Ancona, baby prostitute per volere dei genitori

I fatti risalgono a 4 anni fa, quando le due sorelle residenti ad Ancona avevano 14 e 16 anni. Entrambe sono state costrette dai loro genitori a diventare baby prostitute per sopperire ai problemi economici della famiglia. La loro è una storia di prostituzione minorile terribile. Grazie ad intercettazioni ambientali è venuta a galla la terribile vita condotta da queste due ragazze: obbligate a concedersi a uomini ultrasessantenni in cambio di 20 o 60 euro, oppure di una ricarica telefonica, a seconda della prestazione sessuale. Due giorni fa, c’è stata l’udienza preliminare che ha visto alla sbarra gli 8 imputati per violenza sessuale, induzione alla prostituzione minorile, tentata o consumata, e, per i genitori, per maltrattamenti in famiglia.

Le baby prostitute

Le due ragazze entrambe non italiane adesso vivono in una struttura protetta e si sono costituite parte civile al processo contro i loro genitori, gli uomini con cui sono state costrette ad avere rapporti e una 20enne bulgara accusata di averle introdotte nel giro della prostituzione.

Ancona, baby prostitute per volere dei genitori

Immagine di repertorio

Le due sorelle avevano 14 e 16 anni quando gli inquirenti scoprirono che erano costrette a prostituirsi, a novembre del 2015.

A destare il sospetto delle forze dell’ordine era stato una tentata violenza sessuale perpetrata da un cittadino marocchino che conosceva la verità sulla loro condizione.

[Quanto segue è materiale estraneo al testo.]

use actix_web::{web, HttpResponse, Responder};
use validator::{Validate, ValidationErrors};
use crate::core::evaluator::validate_prompt_template;
use crate::core::{ResponseEvaluator, Summarizer, SummaryError};
use crate::models::{
    AnalyzeRequest, DataResponse, ErrorResponse, HealthResponse, NewConversation, StatusMessage,
    SummarizeRequest, SummaryResponse,
};
use crate::services::ConversationStore;
use std::sync::Arc;

/// Application state shared across all handlers
#[derive(Clone)]
pub struct AppState {
    pub evaluator: ResponseEvaluator,
    pub summarizer: Summarizer,
    pub store: Arc<dyn ConversationStore>,
}

/// Configure all conversation-related routes
pub fn configure(cfg: &mut web::ServiceConfig) {
    cfg
        .route("/health", web::get().to(health_check))
        .route("/analyze", web::post().to(analyze))
        .route("/get-all-score", web::get().to(get_all_scores))
        .route("/summarize", web::post().to(summarize));
}

/// Health check endpoint
async fn health_check(state: web::Data<AppState>) -> impl Responder {
    let store_healthy = state.store.health_check().await.unwrap_or(false);

    let status = if store_healthy { "healthy" } else { "degraded" };

    HttpResponse::Ok().json(HealthResponse {
        status: status.to_string(),
        version: env!("CARGO_PKG_VERSION").to_string(),
        timestamp: chrono::Utc::now(),
    })
}

/// First failing field message, in request field order
fn first_validation_message(errors: &ValidationErrors) -> String {
    let field_errors = errors.field_errors();

    ["type", "kind", "text", "prompt"]
        .iter()
        .filter_map(|field| field_errors.get(*field))
        .chain(field_errors.values())
        .flat_map(|errs| errs.iter())
        .find_map(|e| e.message.as_ref().map(|m| m.to_string()))
        .unwrap_or_else(|| errors.to_string())
}

/// Analyze and persist a conversation
///
/// POST /api/analyze
///
/// Request body:
/// ```json
/// {
///   "type": "string",
///   "text": "string (at least 5 characters)",
///   "prompt": "string containing {conversation}"
/// }
/// ```
async fn analyze(
    state: web::Data<AppState>,
    req: web::Json<AnalyzeRequest>,
) -> impl Responder {
    if let Err(errors) = req.validate() {
        tracing::info!("Validation failed for analyze request: {:?}", errors);
        return HttpResponse::BadRequest().json(ErrorResponse::new(first_validation_message(&errors)));
    }
    if let Err(e) = validate_prompt_template(&req.prompt) {
        return HttpResponse::BadRequest().json(ErrorResponse::new(e.to_string()));
    }

    let AnalyzeRequest { kind, text, prompt } = req.into_inner();

    let evaluation = match state.evaluator.evaluate(&text, &prompt).await {
        Ok(result) => result,
        Err(e) if e.is_client_error() => {
            return HttpResponse::BadRequest().json(ErrorResponse::new(e.to_string()));
        }
        Err(e) => {
            tracing::error!("Analysis error for {:?} conversation: {}", kind, e);
            return HttpResponse::InternalServerError()
                .json(ErrorResponse::with_details("Failed to analyze conversation", e));
        }
    };

    tracing::info!("Calculated score {} for {:?} conversation", evaluation.overall_score, kind);

    match state
        .store
        .insert(NewConversation::from_score(kind, prompt, text, evaluation))
        .await
    {
        Ok(record) => HttpResponse::Created().json(DataResponse::new(
            "Conversation analyzed and saved successfully!",
            record,
        )),
        Err(e) => {
            tracing::error!("Failed to store analyzed conversation: {}", e);
            HttpResponse::InternalServerError()
                .json(ErrorResponse::with_details("Failed to analyze conversation", e))
        }
    }
}

/// List every scored conversation, newest first
///
/// GET /api/get-all-score
async fn get_all_scores(state: web::Data<AppState>) -> impl Responder {
    match state.store.list_recent().await {
        Ok(records) => HttpResponse::Ok().json(DataResponse::new(
            "Conversations retrieved successfully!",
            records,
        )),
        Err(e) => {
            tracing::error!("Error fetching conversations: {}", e);
            HttpResponse::InternalServerError()
                .json(ErrorResponse::with_details("Failed to retrieve conversations", e))
        }
    }
}

/// Summarize free text
///
/// POST /api/summarize
///
/// Request body:
/// ```json
/// { "text": "string (at least 20 words)" }
/// ```
async fn summarize(
    state: web::Data<AppState>,
    req: web::Json<SummarizeRequest>,
) -> impl Responder {
    let text = req.text.as_deref().unwrap_or_default();

    match state.summarizer.summarize(text).await {
        Ok(summary) => HttpResponse::Ok().json(SummaryResponse { status: true, summary }),
        Err(e @ SummaryError::MissingText) => {
            HttpResponse::BadRequest().json(ErrorResponse::new(e.to_string()))
        }
        Err(e @ SummaryError::TooShort { .. }) => HttpResponse::BadRequest().json(StatusMessage {
            status: false,
            message: e.to_string(),
        }),
        Err(SummaryError::Upstream(e)) => {
            tracing::error!("Summary generation failed: {}", e);
            HttpResponse::InternalServerError()
                .json(ErrorResponse::with_details("Summary generation failed", e))
        }
    }
}

#[cfg(test)]
mod tests {
    use super::*;

    #[test]
    fn test_first_validation_message_follows_field_order() {
        let req = AnalyzeRequest {
            kind: String::new(),
            text: "hey".to_string(),
            prompt: String::new(),
        };

        let errors = req.validate().unwrap_err();
        assert_eq!(first_validation_message(&errors), "Type fields are required");
    }

    #[test]
    fn test_short_text_message() {
        let req = AnalyzeRequest {
            kind: "call".to_string(),
            text: "hey".to_string(),
            prompt: "{conversation}".to_string(),
        };

        let errors = req.validate().unwrap_err();
        assert_eq!(first_validation_message(&errors), "Text must be at least 5 characters long.");
    }
}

Poi, alle forze dell’ordine era arrivata anche una segnalazione. Così, attraverso l’installazione di microspie, gli inquirenti sono riusciti a raccogliere intercettazioni ambientali sufficienti a far scattare gli arresti domiciliari per 2 clienti, che contattavano le ragazze regolarmente al cellulare, e a indagare altre 4 persone, tra cui la 20enne bulgara che le ha intodotte al giro di prostituzione.

Un capitolo a parte è rappresentato dai genitori delle due ragazze che per sopperire alle loro difficoltà economiche hanno costretto le due figlie a diventare baby prostitute.

Le ragazzine erano costrette per loro volere a concedersi a uomini ultrasessantenni in cambio di una ricarica telefonica, di 20 o di 60 euro, in base alla prestazione sessuale.

Ancona, baby prostitute per volere dei genitori

Tribunale di Ancona. Foto: Tribunale di Ancona

L’udienza preliminare

Il 26 febbraio, davanti al gup Paola Moscaroli del Tribunale di Ancona si è tenuta l’udienza preliminare in cui le due giovani vittime si sono costituite parte civile chiedendo 380mila euro di risarcimento agli 8 imputati che dovranno rispondere a vario titolo dei reati di induzione alla prostituzione minorile, tentata o consumata, e di violenza sessuale.

I due clienti messi agli arresti domiciliari nel 2015 adesso sostengono di essere stati sedotti dalle due sorelle.

Inoltre, i genitori delle due ragazze dovranno anche difendersi dall’accusa di maltrattamenti in famiglia: i due non sono stati in gradi di fornire alle due figlie un ambiente idoneo alla crescita e, costringendole a diventare baby prostitute, hanno provocato loro enormi sofferenze psicologiche, fisiche e morali. Purtroppo, il padre delle due ragazze è irrintracciabile ma gli inquirenti sperano di trovarlo entro il 9 maggio, quando si terrà la prossima udienza preliminare.